## Data provided
● ● ● ● ● ● ●
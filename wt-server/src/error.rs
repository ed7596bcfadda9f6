use std::net::SocketAddr;
use std::path::PathBuf;

use thiserror::Error;

pub type Result<T> = std::result::Result<T, ServerError>;

#[derive(Error, Debug)]
pub enum ServerError {
    #[error("failed to read {path}: {source}")]
    Read {
        path: PathBuf,
        #[source]
        source: std::io::Error,
    },

    #[error("no certificates found in {0}")]
    NoCertificates(PathBuf),

    #[error("no private key found in {0}")]
    NoPrivateKey(PathBuf),

    #[error("TLS configuration: {0}")]
    Tls(#[from] rustls::Error),

    #[error("QUIC configuration: {0}")]
    Quic(String),

    #[error("cannot resolve {0}")]
    Address(String),

    #[error("failed to bind {addr}: {source}")]
    Bind {
        addr: SocketAddr,
        #[source]
        source: std::io::Error,
    },

    #[error("connect failed: {0}")]
    Connect(String),

    #[error("runtime: {0}")]
    Runtime(#[source] std::io::Error),

    #[error("server thread: {0}")]
    Thread(String),

    #[error("server already started")]
    AlreadyStarted,
}
//! Behavior scripts and input events.
//!
//! Scripts are the polymorphic hook of the runtime: named trait objects with
//! default no-op methods, owned either by one entity ([`Script`]) or by the
//! world itself ([`WorldScript`]). The scheduler invokes `update` once per
//! tick, the physics system invokes `collision_event` once per detected
//! collision per participant, and `take_input` fans out from the world's
//! input entry point.
//!
//! Scripts mutate their owning entity directly; anything that reaches across
//! entities (despawning, depth changes) goes through the
//! [`WorldCommands`](crate::command::WorldCommands) buffer and is applied
//! after the current pass.

use serde::{Deserialize, Serialize};

use crate::command::WorldCommands;
use crate::component::Collider;
use crate::entity::Entity;

// ---------------------------------------------------------------------------
// InputEvent
// ---------------------------------------------------------------------------

/// A discrete input event produced by the (out-of-scope) input source.
///
/// The core defines no schema beyond a kind label and an opaque payload; the
/// event is passed through to scripts unmodified.
#[derive(Debug, Clone, PartialEq, Serialize, Deserialize)]
pub struct InputEvent {
    /// Event kind label, e.g. `"key_down"` or `"mouse_moved"`.
    pub kind: String,
    /// Opaque payload.
    #[serde(default)]
    pub data: serde_json::Value,
}

impl InputEvent {
    /// An event of the given kind with no payload.
    pub fn new(kind: impl Into<String>) -> Self {
        Self {
            kind: kind.into(),
            data: serde_json::Value::Null,
        }
    }

    /// Attach a payload.
    pub fn with_data(mut self, data: serde_json::Value) -> Self {
        self.data = data;
        self
    }
}

// ---------------------------------------------------------------------------
// Script
// ---------------------------------------------------------------------------

/// Per-entity behavior hook.
///
/// All methods default to no-ops; implementors override the ones they need.
/// Two scripts with the same [`script_name`](Script::script_name) compare
/// equal for removal purposes.
pub trait Script {
    /// Name used for equality and removal.
    fn script_name(&self) -> &str;

    /// Called for every input event dispatched to the owning entity.
    fn take_input(&mut self, _owner: &mut Entity, _event: &InputEvent, _commands: &mut WorldCommands) {}

    /// Called once per tick, after all systems have processed.
    fn update(&mut self, _owner: &mut Entity, _dt: f32, _commands: &mut WorldCommands) {}

    /// Called by the physics system when the owning entity's collider
    /// overlaps another; `other` is the other participant's collider.
    fn collision_event(&mut self, _owner: &mut Entity, _other: &Collider, _commands: &mut WorldCommands) {}
}

// ---------------------------------------------------------------------------
// WorldScript
// ---------------------------------------------------------------------------

/// World-scoped behavior hook; like [`Script`] but with no owning entity.
pub trait WorldScript {
    /// Name used for equality and removal.
    fn script_name(&self) -> &str;

    /// Called first for every input event entering the world.
    fn take_input(&mut self, _event: &InputEvent, _commands: &mut WorldCommands) {}

    /// Called once per tick, after all entity scripts have updated.
    fn update(&mut self, _dt: f32, _commands: &mut WorldCommands) {}
}

// ---------------------------------------------------------------------------
// Tests
// ---------------------------------------------------------------------------
//! Pairwise collision detection, resolution and motion integration.
//!
//! The [`PhysicsSystem`] runs one O(n²) pass per tick over the entity
//! manager's live set, in insertion order. For every ordered pair (A, B)
//! where A carries {Transform, Collider, RigidBody} and B carries
//! {Transform, Collider}:
//!
//! 1. Both colliders' world boxes are recomputed from the current transform
//!    positions (never cached; positions mutate mid-tick).
//! 2. Overlapping pairs are classified to one of four sides via the
//!    Minkowski-sum heuristic and, unless a trigger is involved, velocities
//!    are reflected on the detected axis and the penetration is resolved.
//! 3. The contact is recorded and `collision_event` is dispatched to both
//!    participants' scripts.
//!
//! After A's inner loop completes, A integrates once with semi-implicit
//! Euler. Responses are applied in place as pairs are discovered, so pairs
//! tested later in the pass observe already-corrected state; that ordering
//! dependency is part of the observable behavior.
//!
//! # Determinism
//!
//! The pass is free of randomness and iteration order is the manager's
//! insertion order, so identical initial state and `dt` produce bit-identical
//! results.

use glam::Vec2;
use serde::{Deserialize, Serialize};
use tracing::trace;

use minnow_ecs::command::WorldCommands;
use minnow_ecs::entity::{Entity, EntityId};
use minnow_ecs::manager::EntityManager;
use minnow_ecs::math::Aabb;

use crate::world::{System, TickContext};

/// System name used in logs.
pub const PHYSICS_SYSTEM_NAME: &str = "physics";

/// Default world gravity in units/s², screen coordinates (+y down).
pub const DEFAULT_GRAVITY: Vec2 = Vec2::new(0.0, 500.0);

// ---------------------------------------------------------------------------
// PhysicsConfig
// ---------------------------------------------------------------------------

/// Tunable physics parameters, carried by the system instance rather than
/// shared process-wide state.
#[derive(Debug, Clone, PartialEq, Serialize, Deserialize)]
pub struct PhysicsConfig {
    /// World gravity vector applied to gravity-enabled bodies.
    pub gravity: Vec2,
}

impl Default for PhysicsConfig {
    fn default() -> Self {
        Self {
            gravity: DEFAULT_GRAVITY,
        }
    }
}

// ---------------------------------------------------------------------------
// CollisionSide / CollisionPair
// ---------------------------------------------------------------------------

/// Which side of A was hit, relative to A.
#[derive(Debug, Clone, Copy, PartialEq, Eq, Serialize, Deserialize)]
pub enum CollisionSide {
    /// Vertical collision, B above A.
    Top,
    /// Vertical collision, B below A.
    Bottom,
    /// Horizontal collision, B left of A.
    Left,
    /// Horizontal collision, B right of A.
    Right,
}

impl CollisionSide {
    /// True for Top/Bottom.
    pub fn is_vertical(self) -> bool {
        matches!(self, CollisionSide::Top | CollisionSide::Bottom)
    }
}

/// A collision detected between two entities during one tick.
#[derive(Debug, Clone, Copy, PartialEq, Eq, Serialize, Deserialize)]
pub struct CollisionPair {
    /// The entity whose pass detected the collision (always rigid).
    pub a: EntityId,
    /// The other participant.
    pub b: EntityId,
    /// Side of `a` that was hit.
    pub side: CollisionSide,
}

// ---------------------------------------------------------------------------
// Side classification
// ---------------------------------------------------------------------------

/// Classify the collision side from the participants' positions and the
/// full extents of their collider boxes, using the Minkowski-sum heuristic.
///
/// The operand order differs between axes (`dx` is B-minus-A, `dy` is
/// A-minus-B); the quadrant mapping depends on it. Together with the
/// comparison directions below this always yields exactly one side, even
/// for coincident centers (`wy == hx == 0` classifies Bottom).
pub fn collision_side(pos_a: Vec2, pos_b: Vec2, extents_a: Vec2, extents_b: Vec2) -> CollisionSide {
    let width = 0.5 * (extents_a.x + extents_b.x);
    let height = 0.5 * (extents_a.y + extents_b.y);

    let dx = pos_b.x - pos_a.x;
    let dy = pos_a.y - pos_b.y;

    let wy = width * dy;
    let hx = height * dx;

    if wy > hx {
        if wy > -hx {
            CollisionSide::Top
        } else {
            CollisionSide::Left
        }
    } else if wy > -hx {
        CollisionSide::Right
    } else {
        CollisionSide::Bottom
    }
}

// ---------------------------------------------------------------------------
// PhysicsSystem
// ---------------------------------------------------------------------------

/// The per-tick pairwise collision and motion pass.
#[derive(Debug, Default)]
pub struct PhysicsSystem {
    config: PhysicsConfig,
    /// Collisions detected during the most recent pass.
    collisions: Vec<CollisionPair>,
}

impl PhysicsSystem {
    /// A system with default configuration (gravity `(0, 500)`).
    pub fn new() -> Self {
        Self::default()
    }

    /// A system with explicit configuration.
    pub fn with_config(config: PhysicsConfig) -> Self {
        Self {
            config,
            collisions: Vec::new(),
        }
    }

    /// Current configuration.
    pub fn config(&self) -> &PhysicsConfig {
        &self.config
    }

    /// Mutable configuration access.
    pub fn config_mut(&mut self) -> &mut PhysicsConfig {
        &mut self.config
    }

    /// Collisions recorded by the most recent [`step`](PhysicsSystem::step).
    pub fn collisions(&self) -> &[CollisionPair] {
        &self.collisions
    }

    /// Run one physics pass over the live entity set.
    ///
    /// Entities missing a Transform are skipped silently. Trigger overlaps
    /// are detected and scripted but receive no reflection or separation.
    pub fn step(&mut self, entities: &mut EntityManager, dt: f32, commands: &mut WorldCommands) {
        self.collisions.clear();

        let slice = entities.as_mut_slice();
        let count = slice.len();

        for i in 0..count {
            {
                let a = &slice[i];
                if a.transform.is_none() || a.collider.is_none() || a.rigid_body.is_none() {
                    continue;
                }
            }

            for j in 0..count {
                if j == i {
                    continue;
                }
                let (a, b) = pair_mut(slice, i, j);
                if b.transform.is_none() || b.collider.is_none() {
                    continue;
                }

                // World boxes are rebuilt for every test; positions may have
                // changed since the previous pair.
                let (Some(box_a), Some(box_b)) = (a.world_collider_aabb(), b.world_collider_aabb())
                else {
                    continue;
                };
                if !box_a.overlaps(&box_b) {
                    continue;
                }
                let (Some(pos_a), Some(pos_b)) = (a.position(), b.position()) else {
                    continue;
                };

                let side = collision_side(pos_a, pos_b, box_a.size(), box_b.size());
                let trigger = a.collider.as_ref().is_some_and(|c| c.is_trigger)
                    || b.collider.as_ref().is_some_and(|c| c.is_trigger);

                if !trigger {
                    resolve(a, b, side, &box_a, &box_b);
                }

                let pair = CollisionPair {
                    a: a.id(),
                    b: b.id(),
                    side,
                };
                trace!(a = %pair.a, b = %pair.b, ?side, trigger, "collision");
                self.collisions.push(pair);

                // Each participant's scripts see the other's collider.
                let collider_b = b.collider.clone();
                if let Some(other) = collider_b.as_ref() {
                    a.dispatch_scripts(|s, owner| s.collision_event(owner, other, commands));
                }
                let collider_a = a.collider.clone();
                if let Some(other) = collider_a.as_ref() {
                    b.dispatch_scripts(|s, owner| s.collision_event(owner, other, commands));
                }
            }

            // One integration per entity per tick, after all of its
            // collision responses.
            integrate(&mut slice[i], dt, self.config.gravity);
        }
    }
}

impl System for PhysicsSystem {
    fn name(&self) -> &str {
        PHYSICS_SYSTEM_NAME
    }

    fn process(
        &mut self,
        entities: &mut EntityManager,
        ctx: &mut TickContext<'_>,
        commands: &mut WorldCommands,
    ) {
        self.step(entities, ctx.dt, commands);
    }
}

// ---------------------------------------------------------------------------
// Pass internals
// ---------------------------------------------------------------------------

/// Disjoint mutable borrows of two distinct slice elements.
fn pair_mut(slice: &mut [Entity], i: usize, j: usize) -> (&mut Entity, &mut Entity) {
    debug_assert_ne!(i, j);
    if i < j {
        let (left, right) = slice.split_at_mut(j);
        (&mut left[i], &mut right[0])
    } else {
        let (left, right) = slice.split_at_mut(i);
        (&mut right[0], &mut left[j])
    }
}

/// Reflect velocities and separate the pair along the detected axis.
///
/// Each participant's velocity is scaled by the *other* collider's
/// restitution, with the component on the detected axis negated; a bouncy
/// wall imparts bounce to a soft ball and vice versa. Penetration is split
/// half/half when both carry a rigid body, otherwise A takes the full delta.
/// Mass is deliberately not a weighting factor.
fn resolve(a: &mut Entity, b: &mut Entity, side: CollisionSide, box_a: &Aabb, box_b: &Aabb) {
    let restitution_a = a.collider.as_ref().map_or(1.0, |c| c.restitution);
    let restitution_b = b.collider.as_ref().map_or(1.0, |c| c.restitution);

    let (x_change, y_change) = if side.is_vertical() {
        (1.0, -1.0)
    } else {
        (-1.0, 1.0)
    };

    if let Some(body) = a.rigid_body.as_mut() {
        body.velocity.x *= x_change * restitution_b;
        body.velocity.y *= y_change * restitution_b;
    }

    let b_is_rigid = b.rigid_body.is_some();
    if let Some(body) = b.rigid_body.as_mut() {
        body.velocity.x *= x_change * restitution_a;
        body.velocity.y *= y_change * restitution_a;
    }

    // Penetration depth along the detected axis, and the direction that
    // pushes A out of B.
    let (delta, direction) = match side {
        CollisionSide::Top => (box_b.max.y - box_a.min.y, Vec2::new(0.0, 1.0)),
        CollisionSide::Bottom => (box_a.max.y - box_b.min.y, Vec2::new(0.0, -1.0)),
        CollisionSide::Left => (box_b.max.x - box_a.min.x, Vec2::new(1.0, 0.0)),
        CollisionSide::Right => (box_a.max.x - box_b.min.x, Vec2::new(-1.0, 0.0)),
    };

    if b_is_rigid {
        let half = 0.5 * delta;
        if let Some(t) = a.transform.as_mut() {
            t.position += half * direction;
        }
        if let Some(t) = b.transform.as_mut() {
            t.position -= half * direction;
        }
    } else if let Some(t) = a.transform.as_mut() {
        t.position += delta * direction;
    }
}

/// Semi-implicit Euler: gravity into velocity first, then velocity into
/// position.
fn integrate(entity: &mut Entity, dt: f32, gravity: Vec2) {
    if let (Some(transform), Some(body)) = (entity.transform.as_mut(), entity.rigid_body.as_mut())
    {
        if body.gravity_enabled {
            body.velocity += dt * body.gravity_scale * gravity;
        }
        transform.position += dt * body.velocity;
    }
}

// ---------------------------------------------------------------------------
// Tests
// ---------------------------------------------------------------------------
● ● ● ● ● ● ●
## Problem details
Return only the number of lines in the data that hold the string "SocketAddr".

## Answer to the exercise
2